The case, brought by the South African Human Rights Commission, focused on a speech in Cape Town where Malema told supporters that “revolutionaries must not be scared to kill” and suggested that racist acts should be met with deadly retaliation. The court said his words represented “a clear intention to incite harm” and went beyond acceptable political expression.
Punishment has not yet been determined, but Malema could be ordered to issue a public apology, pay compensation, or face criminal referral.
The EFF dismissed the ruling as a misrepresentation of history and political discourse, insisting that Malema’s words were metaphorical and linked to South Africa’s liberation struggle. “This decision is fundamentally flawed and deliberately misreads both the context and the meaning of the speech,” the party said in a statement.
Malema, a former ANC Youth League leader expelled in 2012, has long been a polarizing figure.

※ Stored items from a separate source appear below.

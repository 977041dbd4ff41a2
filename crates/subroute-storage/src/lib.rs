//! subroute Storage - Key-value store abstraction
//!
//! This crate provides the key-value lookup the router reads stored
//! configuration from, with in-memory and SQLite backends.

pub mod db;
pub mod models;
pub mod repository;
pub mod store;

pub use db::DatabasePool;
pub use models::Entry;
pub use repository::*;
pub use store::{create_store, KvStore, MemoryStore};
//! Key-value store abstraction

use crate::db::DatabasePool;
use crate::repository::EntryRepository;
use async_trait::async_trait;
use std::collections::HashMap;
use std::sync::Arc;
use subroute_common::config::{StoreBackend, StoreConfig};
use subroute_common::Result;
use tokio::sync::RwLock;
use tracing::info;

/// Read access to stored routing configuration
#[async_trait]
pub trait KvStore: Send + Sync {
    /// Look up a key; `None` when the key is absent
    async fn get(&self, key: &str) -> Result<Option<String>>;
}

/// Process-local store backed by a map
#[derive(Debug, Default)]
pub struct MemoryStore {
    entries: RwLock<HashMap<String, String>>,
}

impl MemoryStore {
    /// Create an empty store
    pub fn new() -> Self {
        Self::default()
    }

    /// Insert or replace an entry
    pub async fn insert(&self, key: impl Into<String>, value: impl Into<String>) {
        self.entries.write().await.insert(key.into(), value.into());
    }

    /// Remove an entry, returning its previous value
    pub async fn remove(&self, key: &str) -> Option<String> {
        self.entries.write().await.remove(key)
    }

    /// Number of entries
    pub async fn len(&self) -> usize {
        self.entries.read().await.len()
    }

    /// Whether the store has no entries
    pub async fn is_empty(&self) -> bool {
        self.entries.read().await.is_empty()
    }
}

impl<K: Into<String>, V: Into<String>> FromIterator<(K, V)> for MemoryStore {
    fn from_iter<I: IntoIterator<Item = (K, V)>>(iter: I) -> Self {
        let entries = iter
            .into_iter()
            .map(|(k, v)| (k.into(), v.into()))
            .collect();

        Self {
            entries: RwLock::new(entries),
        }
    }
}

#[async_trait]
impl KvStore for MemoryStore {
    async fn get(&self, key: &str) -> Result<Option<String>> {
        Ok(self.entries.read().await.get(key).cloned())
    }
}

/// Create the store selected by configuration
pub async fn create_store(config: &StoreConfig) -> Result<Arc<dyn KvStore>> {
    match config.backend {
        StoreBackend::Memory => {
            info!("Using empty in-memory store");
            Ok(Arc::new(MemoryStore::new()))
        }
        StoreBackend::Sqlite => {
            let db = DatabasePool::open(&config.path).await?;
            db.migrate().await?;
            Ok(Arc::new(EntryRepository::new(db)))
        }
    }
}
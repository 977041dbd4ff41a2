//! Recipient address identity

/// User and subaddress of a recipient local part, both lower-cased
#[derive(Debug, Clone, PartialEq, Eq, Hash)]
pub struct AddressIdentity {
    pub user: String,
    pub subaddress: String,
}

impl AddressIdentity {
    /// Split a local part on the first occurrence of `separator`.
    ///
    /// `subaddress` is empty when the separator does not occur.
    pub fn from_local_part(local_part: &str, separator: &str) -> Self {
        let lower = local_part.to_lowercase();

        match lower.split_once(separator) {
            Some((user, subaddress)) => Self {
                user: user.to_string(),
                subaddress: subaddress.to_string(),
            },
            None => Self {
                user: lower,
                subaddress: String::new(),
            },
        }
    }

    /// Whether a (non-empty) subaddress is present
    pub fn has_subaddress(&self) -> bool {
        !self.subaddress.is_empty()
    }
}

/// Local part of an address: everything before the last `@`
pub fn local_part(address: &str) -> &str {
    address
        .rsplit_once('@')
        .map(|(local, _)| local)
        .unwrap_or(address)
}

#[cfg(test)]
mod tests {
    use super::*;
    use pretty_assertions::assert_eq;

    #[test]
    fn test_split_on_first_separator() {
        let identity = AddressIdentity::from_local_part("user1+suba+b", "+");
        assert_eq!(identity.user, "user1");
        assert_eq!(identity.subaddress, "suba+b");
        assert!(identity.has_subaddress());
    }

    #[test]
    fn test_no_separator() {
        let identity = AddressIdentity::from_local_part("User1", "+");
        assert_eq!(identity.user, "user1");
        assert_eq!(identity.subaddress, "");
        assert!(!identity.has_subaddress());
    }

    #[test]
    fn test_case_insensitive() {
        assert_eq!(
            AddressIdentity::from_local_part("USER1+SUBA", "+"),
            AddressIdentity::from_local_part("user1+suba", "+")
        );
    }

    #[test]
    fn test_multi_character_separator() {
        let identity = AddressIdentity::from_local_part("alice--news--daily", "--");
        assert_eq!(identity.user, "alice");
        assert_eq!(identity.subaddress, "news--daily");
    }

    #[test]
    fn test_trailing_separator_has_empty_subaddress() {
        let identity = AddressIdentity::from_local_part("bob+", "+");
        assert_eq!(identity.user, "bob");
        assert!(!identity.has_subaddress());
    }

    #[test]
    fn test_local_part() {
        assert_eq!(local_part("user1+subB@domain.com"), "user1+subB");
        assert_eq!(local_part("\"a@b\"@domain.com"), "\"a@b\"");
        assert_eq!(local_part("postmaster"), "postmaster");
    }
}
//! Repository layer for data access

pub mod entries;

pub use entries::DbEntryRepository as EntryRepository;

His party advocates land redistribution without compensation and the nationalisation of mines — policies many white South Africans view as threatening, but which supporters argue address lingering inequalities from apartheid.
This is not the first time Malema has been accused of hate speech. He was found guilty in 2009 for disparaging a woman who accused then-President Jacob Zuma of rape, and in 2011 for singing “Kill the Boer,” a liberation-era song seen by some as incitement against white farmers. That ruling was later overturned in 2022 when a court accepted that the song had metaphorical meaning.

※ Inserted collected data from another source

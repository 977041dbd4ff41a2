//! Database connection and pool management

use subroute_common::{Error, Result};
use sqlx::sqlite::{SqliteConnectOptions, SqlitePool, SqlitePoolOptions};
use std::path::Path;
use std::time::Duration;
use tracing::info;

/// Database pool wrapper
#[derive(Clone)]
pub struct DatabasePool {
    pool: SqlitePool,
}

impl DatabasePool {
    /// Open (creating if missing) the SQLite database at `path`
    pub async fn open(path: &Path) -> Result<Self> {
        info!(path = %path.display(), "Opening store database");

        let options = SqliteConnectOptions::new()
            .filename(path)
            .create_if_missing(true);

        let pool = SqlitePoolOptions::new()
            .max_connections(4)
            .acquire_timeout(Duration::from_secs(30))
            .connect_with(options)
            .await
            .map_err(|e| Error::Storage(format!("Failed to connect: {}", e)))?;

        Ok(Self { pool })
    }

    /// Open a private in-memory database.
    ///
    /// Every SQLite in-memory connection is its own database, so the pool is
    /// capped at a single connection.
    pub async fn in_memory() -> Result<Self> {
        let pool = SqlitePoolOptions::new()
            .max_connections(1)
            .connect("sqlite::memory:")
            .await
            .map_err(|e| Error::Storage(format!("Failed to connect: {}", e)))?;

        Ok(Self { pool })
    }

    /// Get the underlying pool
    pub fn pool(&self) -> &SqlitePool {
        &self.pool
    }

    /// Run database migrations
    pub async fn migrate(&self) -> Result<()> {
        sqlx::migrate!("./migrations")
            .run(&self.pool)
            .await
            .map_err(|e| Error::Storage(format!("Migration failed: {}", e)))?;

        info!("Store migrations completed");
        Ok(())
    }

    /// Check database health
    pub async fn health_check(&self) -> Result<()> {
        sqlx::query("SELECT 1")
            .execute(&self.pool)
            .await
            .map_err(|e| Error::Storage(format!("Health check failed: {}", e)))?;
        Ok(())
    }
}
//! Failover and compound forwarding
//!
//! A primary destination is a failover chain: its backups are tried one after
//! another until one accepts the message. A compound destination runs all of
//! its primaries concurrently and aggregates their results.

use crate::destination::PrimaryDestination;
use crate::format::Formats;
use crate::message::{ForwardHeaders, InboundMessage};
use futures::future::join_all;
use tracing::{debug, info, warn};

/// One failed delivery attempt
#[derive(Debug, Clone, PartialEq, Eq)]
pub struct ErrorRecord {
    /// Position of the backup within its primary destination
    pub index: usize,
    pub address: String,
    pub message: String,
    pub recoverable: bool,
}

/// Result of forwarding to one primary destination
#[derive(Debug, Clone, Default, PartialEq, Eq)]
pub struct PrimaryDestinationResult {
    pub was_successful: bool,
    /// Any failed attempt was recoverable
    pub had_recoverable_error: bool,
    pub successful_destination: Option<String>,
    pub errors: Vec<ErrorRecord>,
}

/// Aggregated result of forwarding to a compound destination
#[derive(Debug, Clone, Default, PartialEq, Eq)]
pub struct CompoundResult {
    pub was_successful: bool,
    /// Any primary that did not succeed had a recoverable error
    pub had_recoverable_error: bool,
    pub successful_destinations: Vec<String>,
    pub errors: Vec<ErrorRecord>,
}

/// Outcome of a compound forward as seen by the disposition
#[derive(Debug, Clone, PartialEq, Eq)]
pub enum ForwardOutcome {
    /// Delivered to at least one primary, no recoverable failure elsewhere
    Delivered(Vec<String>),
    /// A primary failed recoverably; the message must be retried
    RetryableFailure(Vec<ErrorRecord>),
    /// Nothing delivered and nothing worth retrying
    TerminalFailure(Vec<ErrorRecord>),
}

impl CompoundResult {
    /// Aggregate per-primary results.
    ///
    /// A recoverable failure in any unsuccessful primary marks the whole
    /// result unsuccessful, even when another primary already delivered.
    pub fn aggregate(results: Vec<PrimaryDestinationResult>) -> Self {
        let mut compound = CompoundResult::default();

        for result in results {
            match result.successful_destination {
                Some(destination) if result.was_successful => {
                    compound.successful_destinations.push(destination)
                }
                _ => compound.had_recoverable_error |= result.had_recoverable_error,
            }
            compound.errors.extend(result.errors);
        }

        compound.was_successful =
            !compound.had_recoverable_error && !compound.successful_destinations.is_empty();
        compound
    }

    pub fn into_outcome(self) -> ForwardOutcome {
        if self.had_recoverable_error {
            ForwardOutcome::RetryableFailure(self.errors)
        } else if self.was_successful {
            ForwardOutcome::Delivered(self.successful_destinations)
        } else {
            ForwardOutcome::TerminalFailure(self.errors)
        }
    }
}

/// Forwards one message to parsed destinations
pub struct Forwarder<'a> {
    message: &'a dyn InboundMessage,
    formats: &'a Formats,
}

impl<'a> Forwarder<'a> {
    pub fn new(message: &'a dyn InboundMessage, formats: &'a Formats) -> Self {
        Self { message, formats }
    }

    /// Try each backup in order until one succeeds
    pub async fn forward_primary(
        &self,
        primary: &PrimaryDestination,
        headers: &ForwardHeaders,
    ) -> PrimaryDestinationResult {
        let mut result = PrimaryDestinationResult::default();

        for (index, address) in primary.backups().iter().enumerate() {
            debug!(index, address = %address, "Attempting delivery");

            match self.message.forward(address, headers).await {
                Ok(()) => {
                    info!(index, address = %address, "Delivered to backup destination");
                    result.was_successful = true;
                    result.successful_destination = Some(address.clone());
                    return result;
                }
                Err(e) => {
                    let recoverable = self.formats.is_recoverable(&e.message);
                    warn!(
                        index,
                        address = %address,
                        recoverable,
                        error = %e,
                        "Delivery to backup destination failed"
                    );

                    result.had_recoverable_error |= recoverable;
                    result.errors.push(ErrorRecord {
                        index,
                        address: address.clone(),
                        message: e.message,
                        recoverable,
                    });
                }
            }
        }

        result
    }

    /// Forward to every primary concurrently and aggregate the results
    pub async fn forward_compound(
        &self,
        primaries: &[PrimaryDestination],
        headers: &ForwardHeaders,
    ) -> CompoundResult {
        let results = join_all(
            primaries
                .iter()
                .map(|primary| self.forward_primary(primary, headers)),
        )
        .await;

        let compound = CompoundResult::aggregate(results);

        if compound.was_successful {
            info!(
                delivered = ?compound.successful_destinations,
                failures = compound.errors.len(),
                "Compound destination delivered"
            );
        } else {
            warn!(
                delivered = ?compound.successful_destinations,
                recoverable = compound.had_recoverable_error,
                failures = compound.errors.len(),
                "Compound destination not delivered"
            );
        }

        compound
    }
}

The latest case comes amid heightened tensions in South Africa’s relations with the United States. U.S. President Donald Trump has repeatedly cited Malema as evidence of alleged discrimination against whites, a claim South African officials have strongly rejected. Pretoria’s foreign minister this week accused Washington of “apartheid 2.0” over a new U.S. refugee program that grants preferential entry to Afrikaners.
Malema’s EFF, which won 39 seats in parliament in the 2024 elections, remains outside the governing coalition but continues to draw controversy at home and abroad.